HYBRID EVENT: You can participate in person at Paris, France or Virtually from your home or work.
Frederick H Silver, Speaker at Dermatology Conferences
Robert Wood Johnson Medical School, Rutgers University, United States
Title : Vibrational oct as a tool to study melanomas and other skin lesions using telemedicine

Abstract:

Vibrational Optical Coherence Tomography (VOCT) is a new technique to image and measure the stiffness (elastic modulus) of cells, dermal collagen, blood vessels, and fibrotic tissue in skin and skin lesions. The technique applies acoustic sinusoidal sound waves noninvasively at frequencies of between 50 and 300 Hz and uses the reflection of infrared light to measure the displacement of skin as a function of applied sound frequency.
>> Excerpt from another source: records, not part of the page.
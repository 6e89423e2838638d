use std::path::PathBuf;

/// Configuration for one analyzer run.
///
/// Mirrors what the outer CLI layer would have parsed; the engine only reads
/// these fields. Mode flags map onto sysnode fields or gate the initialize
/// flow.
#[derive(Debug, Clone)]
pub struct RunConfig {
    /// Output directory holding the database, history and state files
    pub out_dir: PathBuf,

    /// Database file name inside the output directory (default: logtally.db)
    pub db_fname: String,

    /// History file name (default: logtally.hist)
    pub hist_fname: String,

    /// Legacy state-file name used as a previous-run sentinel
    pub state_fname: String,

    /// Incremental run: state is preserved between runs
    pub incremental: bool,

    /// Batch run: secondary indexes are not maintained during the run
    pub batch: bool,

    /// Keep every node in memory instead of swapping out to the database
    pub memory_mode: bool,

    /// Generate a report from existing state, no log processing
    pub prep_report: bool,

    /// Close out the current month
    pub end_month: bool,

    /// Compact the database and exit
    pub compact_db: bool,

    /// Print database information and exit
    pub db_info: bool,

    /// Dirty-page sync cadence in puts; zero disables trickling
    pub db_trickle_rate: u32,

    /// Visit inactivity timeout in seconds (default: 1800)
    pub visit_timeout: i64,

    /// Download-job inactivity timeout in seconds (default: 300)
    pub download_timeout: i64,

    /// Maximum number of months kept in the history file (default: 24)
    pub max_hist: usize,

    /// Log timestamps are UTC rather than local time
    pub utc_time: bool,

    /// Minutes to add to UTC timestamps when utc_time is set
    pub utc_offset: i16,

    /// Ignore the history file on startup
    pub ignore_hist: bool,

    /// Soft cap on in-memory host nodes before a swap-out pass; zero
    /// disables the trigger
    pub max_hosts: usize,

    /// Soft cap on in-memory URL nodes before a swap-out pass
    pub max_urls: usize,

    /// Localized HTTP status codes, ascending
    pub status_codes: Vec<u16>,

    /// Localized country codes and display names
    pub countries: Vec<(String, String)>,

    /// Grouping patterns per entity: anything containing the pattern also
    /// accumulates under the named group node
    pub group_hosts: Vec<GroupPattern>,
    pub group_urls: Vec<GroupPattern>,
    pub group_refs: Vec<GroupPattern>,
    pub group_agents: Vec<GroupPattern>,
    pub group_users: Vec<GroupPattern>,
    pub group_downloads: Vec<GroupPattern>,
}

/// One configured grouping rule: a substring pattern and the group's name.
#[derive(Debug, Clone)]
pub struct GroupPattern {
    pub pattern: String,
    pub name: String,
}

impl GroupPattern {
    pub fn new(pattern: impl Into<String>, name: impl Into<String>) -> Self {
        Self {
            pattern: pattern.into(),
            name: name.into(),
        }
    }
}

/// First group whose pattern matches the value.
pub fn find_group<'a>(groups: &'a [GroupPattern], value: &str) -> Option<&'a str> {
    groups
        .iter()
        .find(|g| value.contains(&g.pattern))
        .map(|g| g.name.as_str())
}

impl Default for RunConfig {
    fn default() -> Self {
        Self {
            out_dir: PathBuf::from("."),
            db_fname: "logtally.db".to_string(),
            hist_fname: "logtally.hist".to_string(),
            state_fname: "logtally.current".to_string(),
            incremental: false,
            batch: false,
            memory_mode: true,
            prep_report: false,
            end_month: false,
            compact_db: false,
            db_info: false,
            db_trickle_rate: 0,
            visit_timeout: 1800,
            download_timeout: 300,
            max_hist: 24,
            utc_time: false,
            utc_offset: 0,
            ignore_hist: false,
            max_hosts: 0,
            max_urls: 0,
            status_codes: default_status_codes(),
            countries: Vec::new(),
            group_hosts: Vec::new(),
            group_urls: Vec::new(),
            group_refs: Vec::new(),
            group_agents: Vec::new(),
            group_users: Vec::new(),
            group_downloads: Vec::new(),
        }
    }
}

impl RunConfig {
    /// Create a new config rooted at the given output directory
    pub fn new(out_dir: impl Into<PathBuf>) -> Self {
        Self {
            out_dir: out_dir.into(),
            ..Default::default()
        }
    }

    /// Enable or disable incremental mode
    pub fn incremental(mut self, enabled: bool) -> Self {
        self.incremental = enabled;
        self
    }

    /// Enable or disable batch mode
    pub fn batch(mut self, enabled: bool) -> Self {
        self.batch = enabled;
        self
    }

    /// Keep all nodes in memory (no swap-out)
    pub fn memory_mode(mut self, enabled: bool) -> Self {
        self.memory_mode = enabled;
        self
    }

    /// Report-only run
    pub fn prep_report(mut self, enabled: bool) -> Self {
        self.prep_report = enabled;
        self
    }

    /// End-of-month run
    pub fn end_month(mut self, enabled: bool) -> Self {
        self.end_month = enabled;
        self
    }

    /// Print database info and exit
    pub fn db_info(mut self, enabled: bool) -> Self {
        self.db_info = enabled;
        self
    }

    /// Set the trickle rate (puts between dirty-page syncs)
    pub fn db_trickle_rate(mut self, rate: u32) -> Self {
        self.db_trickle_rate = rate;
        self
    }

    /// Set the visit inactivity timeout in seconds
    pub fn visit_timeout(mut self, seconds: i64) -> Self {
        self.visit_timeout = seconds;
        self
    }

    /// Set the download inactivity timeout in seconds
    pub fn download_timeout(mut self, seconds: i64) -> Self {
        self.download_timeout = seconds;
        self
    }

    /// Use UTC log time with the given offset in minutes
    pub fn utc(mut self, enabled: bool, offset_min: i16) -> Self {
        self.utc_time = enabled;
        self.utc_offset = offset_min;
        self
    }

    /// Full path of the database directory
    pub fn db_path(&self) -> PathBuf {
        self.out_dir.join(&self.db_fname)
    }

    /// Full path of the history file
    pub fn hist_path(&self) -> PathBuf {
        self.out_dir.join(&self.hist_fname)
    }

    /// Full path of the legacy state file
    pub fn state_path(&self) -> PathBuf {
        self.out_dir.join(&self.state_fname)
    }

    /// Maintenance runs operate on an existing database only
    pub fn is_maintenance(&self) -> bool {
        self.prep_report || self.end_month || self.compact_db || self.db_info
    }
}

/// Status codes the engine tracks when the caller supplies no localized list.
fn default_status_codes() -> Vec<u16> {
    vec![
        100, 101, 200, 201, 202, 203, 204, 205, 206, 300, 301, 302, 303, 304, 305, 307, 400, 401,
        402, 403, 404, 405, 406, 407, 408, 409, 410, 411, 412, 413, 414, 415, 416, 417, 500, 501,
        502, 503, 504, 505,
    ]
}

#[cfg(test)]
mod tests {
    use super::*;

    #[test]
    fn test_default_config() {
        let config = RunConfig::default();
        assert_eq!(config.out_dir, PathBuf::from("."));
        assert!(!config.incremental);
        assert!(config.memory_mode);
        assert_eq!(config.visit_timeout, 1800);
        assert_eq!(config.download_timeout, 300);
    }

    #[test]
    fn test_config_builder() {
        let config = RunConfig::new("/tmp/logs")
            .incremental(true)
            .batch(true)
            .memory_mode(false)
            .db_trickle_rate(50)
            .visit_timeout(600);

        assert_eq!(config.out_dir, PathBuf::from("/tmp/logs"));
        assert!(config.incremental);
        assert!(config.batch);
        assert!(!config.memory_mode);
        assert_eq!(config.db_trickle_rate, 50);
        assert_eq!(config.visit_timeout, 600);
        assert_eq!(config.db_path(), PathBuf::from("/tmp/logs/logtally.db"));
    }

    #[test]
    fn test_maintenance_modes() {
        assert!(!RunConfig::default().is_maintenance());
        assert!(RunConfig::default().prep_report(true).is_maintenance());
        assert!(RunConfig::default().end_month(true).is_maintenance());
        assert!(RunConfig::default().db_info(true).is_maintenance());
    }
}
The maximum displacement at different sound frequencies defines an acoustic spectrum that characterize normal skin and skin lesions. Normal skin has resonant frequencies at 50 Hz (normal cells), 100 Hz (dermal collagen), and 150 Hz (blood vessels). Cancerous skin lesions have new resonant frequency peaks at 80 Hz (cancer associated fibroblasts), 130 Hz (new thin blood vessels) and 250-260Hz (fibrotic tissue). Differentiation between normal skin, actinic keratosis (AK), basal cell carcinoma (BCC), squamous cell carcinoma (SCC), and melanoma can be made using the ratio of the 50 Hz, 80 Hz, 130 Hz and 250-260 Hz peak heights and machine learning techniques. Skin cancers are characterized by large 80 Hz, 130 Hz, and 250-260 Hz peaks not found in normal skin and AKs. Differences in melanomas with different amounts of pigment are determined based on the pixel intensity versus depth plots obtained from OCT images of lesion cross-sections. 3D reconstruction of lesion OCT images, loss modulus of skin and skin lesions, and 3D maps of component stiffness versus depth are additional measurements that will be presented. Images and VOCT acoustic spectral data can be obtained and analysed remotely allowing skin lesion identification over the internet. The only requirement is that an assistant focus the device on the area of skin to be analysed using the camera and OCT images. Once this is done the device will automatically run data collection and save it in the cloud in a protected site. Once the data is collected it can be reviewed as simply as a color-coded image or analysed using machine learning techniques.

Audience Take Away Notes:

  • The morphology of OCT images of skin and skin lesions and their interpretation
  • The location of cellular, collagen, blood vessel, and fibrotic tissue peaks in vibrational spectra of tissue
  • How to create 3D stiffness maps of lesions and to determine the location of lesion margins and depth
  • Machine learning comparison of vibrational data and histopathological analysis of skin lesions
  • The use of VOCT to differentiate between suspicious lesions and skin cancers and determine margins
  • Use of VOCT to noninvasively analyze end point of cosmetic procedures

Biography:

Dr. Frederick H. Silver is a Professor of Pathology and Laboratory Medicine at Robert Wood Johnson Medical School, Rutgers, the State University of New Jersey. He did his Ph.D. in Polymer Science and Engineering at M.I.T. with Dr. Ioannis Yannas, the inventor of the Integra artificial skin, followed by a postdoctoral fellowship in Developmental Medicine at Mass General Hospital in Boston, MA with Dr. Robert L. Trelstad, a connective tissue pathologist. Dr. Silver invented a new technique termed Vibrational Optical Coherence Tomography (VOCT). US and European patents have been granted on VOCT to Rutgers.